LLM as a judge is a feature that allows you to evaluate your prompts with the help of LLM. You can evaluate your prompts based on various metrics and see the results on the Logs page.

This is a beta feature. Please do let us know if you encounter any issues. We’ll continuously improve it.

1

Create an evaluator

To evaluate your prompts, you should first create a new evaluator on the Evaluators page.

After you click on the Create Evaluator button, you will see the following page. You will then need to define the evaluator slug for applying the evaluator in your LLM calls.

2

Configure the evaluator

Configure the evaluator with the prompt and the customer you want to evaluate. You can also test the evaluator with a sample prompt。

3

Pass required params in code

After you have configured the evaluator, you should pass the required parameters in the code to evaluate the prompt.

For example, you are asking a question about the capital of France, and you have retrieved some context about France and Paris.

You have defined an evaluator with the slug evaluator-slug1, and the required fields in the evaluator are retrieved_contexts, expected_response, input_text (default), and output_text (default).

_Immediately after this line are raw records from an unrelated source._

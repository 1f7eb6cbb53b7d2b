use yew::prelude::*;

use crate::contact::fields::{
    checkbox_callback, field_error, select_callback, textarea_callback,
};
use crate::contact::form_state::FormFlow;

const PROJECT_TYPES: [(&str, &str); 6] = [
    ("site-vitrine", "Site vitrine"),
    ("boutique-en-ligne", "Boutique en ligne"),
    ("application-web", "Application web"),
    ("redesign", "Refonte de site"),
    ("maintenance", "Maintenance"),
    ("autre", "Autre"),
];

const BUDGETS: [(&str, &str); 6] = [
    ("moins-1000", "Moins de 1 000€"),
    ("1000-3000", "1 000€ - 3 000€"),
    ("3000-5000", "3 000€ - 5 000€"),
    ("5000-10000", "5 000€ - 10 000€"),
    ("plus-10000", "Plus de 10 000€"),
    ("a-discuter", "À discuter"),
];

const TIMELINES: [(&str, &str); 6] = [
    ("urgent", "Urgent (moins d'1 mois)"),
    ("1-2-mois", "1-2 mois"),
    ("2-3-mois", "2-3 mois"),
    ("3-6-mois", "3-6 mois"),
    ("plus-6-mois", "Plus de 6 mois"),
    ("flexible", "Flexible"),
];

#[derive(Properties, PartialEq)]
pub struct QuoteRequestStepProps {
    pub flow: FormFlow,
    pub on_change: Callback<FormFlow>,
}

fn select_field(
    props: &QuoteRequestStepProps,
    id: &'static str,
    label: &'static str,
    placeholder: &'static str,
    options: &[(&'static str, &'static str)],
    current: &str,
    set: fn(&mut crate::contact::types::FormRecord, String),
) -> Html {
    let onchange = select_callback(&props.flow, &props.on_change, id, set);
    html! {
        <div class="form-field">
            <label for={id}>{ label }</label>
            <select {id} {onchange}>
                <option value="" disabled=true selected={current.is_empty()}>{ placeholder }</option>
                { for options.iter().map(|(value, label)| html! {
                    <option value={*value} selected={current == *value}>{ *label }</option>
                }) }
            </select>
            { field_error(&props.flow, id) }
        </div>
    }
}

#[function_component(QuoteRequestStep)]
pub fn quote_request_step(props: &QuoteRequestStepProps) -> Html {
    let record = &props.flow.record;
    let on_description = textarea_callback(&props.flow, &props.on_change, "description", |r, v| {
        r.description = v
    });
    let on_urgent = checkbox_callback(&props.flow, &props.on_change, |r, v| r.urgent_project = v);

    html! {
        <div class="step-content">
            <div class="step-heading">
                <h2>{ "Demande de devis" }</h2>
                <p>{ "Décrivez-nous votre projet pour que nous puissions vous proposer un devis personnalisé" }</p>
            </div>

            { select_field(props, "projectType", "Type de projet *",
                "Sélectionnez le type de projet", &PROJECT_TYPES,
                &record.project_type, |r, v| r.project_type = v) }
            { select_field(props, "budget", "Budget estimé *",
                "Sélectionnez votre budget", &BUDGETS,
                &record.budget, |r, v| r.budget = v) }
            { select_field(props, "timeline", "Délai souhaité *",
                "Sélectionnez le délai", &TIMELINES,
                &record.timeline, |r, v| r.timeline = v) }

            <div class="form-field">
                <label for="description">{ "Description du projet" }</label>
                <textarea
                    id="description"
                    rows="5"
                    placeholder="Décrivez votre projet en détail..."
                    value={record.description.clone()}
                    oninput={on_description}
                />
            </div>

            <label class="checkbox-row">
                <input
                    type="checkbox"
                    checked={record.urgent_project}
                    onchange={on_urgent}
                />
                { "Projet urgent" }
            </label>
        </div>
    }
}
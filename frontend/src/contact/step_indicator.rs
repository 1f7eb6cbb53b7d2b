use yew::prelude::*;

#[derive(Properties, PartialEq)]
pub struct StepIndicatorProps {
    pub current_step: usize,
    pub total_steps: usize,
    pub progress: u32,
}

#[function_component(StepIndicator)]
pub fn step_indicator(props: &StepIndicatorProps) -> Html {
    html! {
        <div class="step-indicator">
            <div class="step-indicator-labels">
                <span>{ format!("Étape {} sur {}", props.current_step + 1, props.total_steps) }</span>
                <span>{ format!("{}% complété", props.progress) }</span>
            </div>
            <div class="progress-track">
                <div class="progress-fill" style={format!("width: {}%;", props.progress)}></div>
            </div>
            <div class="step-dots">
                { for (0..props.total_steps).map(|index| {
                    let class = if index < props.current_step {
                        "step-dot completed"
                    } else if index == props.current_step {
                        "step-dot current"
                    } else {
                        "step-dot"
                    };
                    html! { <span {class}>{ index + 1 }</span> }
                }) }
            </div>
        </div>
    }
}
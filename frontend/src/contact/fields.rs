use web_sys::{HtmlInputElement, HtmlSelectElement, HtmlTextAreaElement};
use yew::prelude::*;

use crate::contact::form_state::FormFlow;
use crate::contact::types::FormRecord;

pub type TextSetter = fn(&mut FormRecord, String);
pub type BoolSetter = fn(&mut FormRecord, bool);

/// Writes an input's value into the record and clears that field's
/// error on the way.
pub fn input_callback(
    flow: &FormFlow,
    on_change: &Callback<FormFlow>,
    field: &'static str,
    set: TextSetter,
) -> Callback<InputEvent> {
    let flow = flow.clone();
    let on_change = on_change.clone();
    Callback::from(move |e: InputEvent| {
        let value = e.target_unchecked_into::<HtmlInputElement>().value();
        let mut flow = flow.clone();
        set(&mut flow.record, value);
        flow.clear_error(field);
        on_change.emit(flow);
    })
}

pub fn textarea_callback(
    flow: &FormFlow,
    on_change: &Callback<FormFlow>,
    field: &'static str,
    set: TextSetter,
) -> Callback<InputEvent> {
    let flow = flow.clone();
    let on_change = on_change.clone();
    Callback::from(move |e: InputEvent| {
        let value = e.target_unchecked_into::<HtmlTextAreaElement>().value();
        let mut flow = flow.clone();
        set(&mut flow.record, value);
        flow.clear_error(field);
        on_change.emit(flow);
    })
}

pub fn select_callback(
    flow: &FormFlow,
    on_change: &Callback<FormFlow>,
    field: &'static str,
    set: TextSetter,
) -> Callback<Event> {
    let flow = flow.clone();
    let on_change = on_change.clone();
    Callback::from(move |e: Event| {
        let value = e.target_unchecked_into::<HtmlSelectElement>().value();
        let mut flow = flow.clone();
        set(&mut flow.record, value);
        flow.clear_error(field);
        on_change.emit(flow);
    })
}

pub fn checkbox_callback(
    flow: &FormFlow,
    on_change: &Callback<FormFlow>,
    set: BoolSetter,
) -> Callback<Event> {
    let flow = flow.clone();
    let on_change = on_change.clone();
    Callback::from(move |e: Event| {
        let checked = e.target_unchecked_into::<HtmlInputElement>().checked();
        let mut flow = flow.clone();
        set(&mut flow.record, checked);
        on_change.emit(flow);
    })
}

/// Inline red text under the offending field.
pub fn field_error(flow: &FormFlow, field: &str) -> Html {
    match flow.errors.get(field) {
        Some(message) => html! { <p class="field-error">{ message }</p> },
        None => html! {},
    }
}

By default, input_text will be extracted from messages array and output_text will be extracted from the LLM’s response, you DON’T need to specify them in the extra_params.

Example code:

{
  "model": "gpt-4o-mini",
  "messages": [
    {
      "role": "user",
      "content": "What is the capital of France?"
    }
  ],
  "evaluation_params": { 
    "evaluators": [{"evaluator_slug":"evaluator-slug1"}],
    "extra_params": {
        "retrieved_contexts": ["the capital of France is Paris", "France is a country in Europe"],
        "expected_response": "Paris"
    },
    "last_n_messages": 3, // We will use the last 3 messages of the `messages` array as the input.
  },
}
4

See the result

The evaluator will automatically run on the LLM call and you will be able to see the results in the side panel of the corresponding log.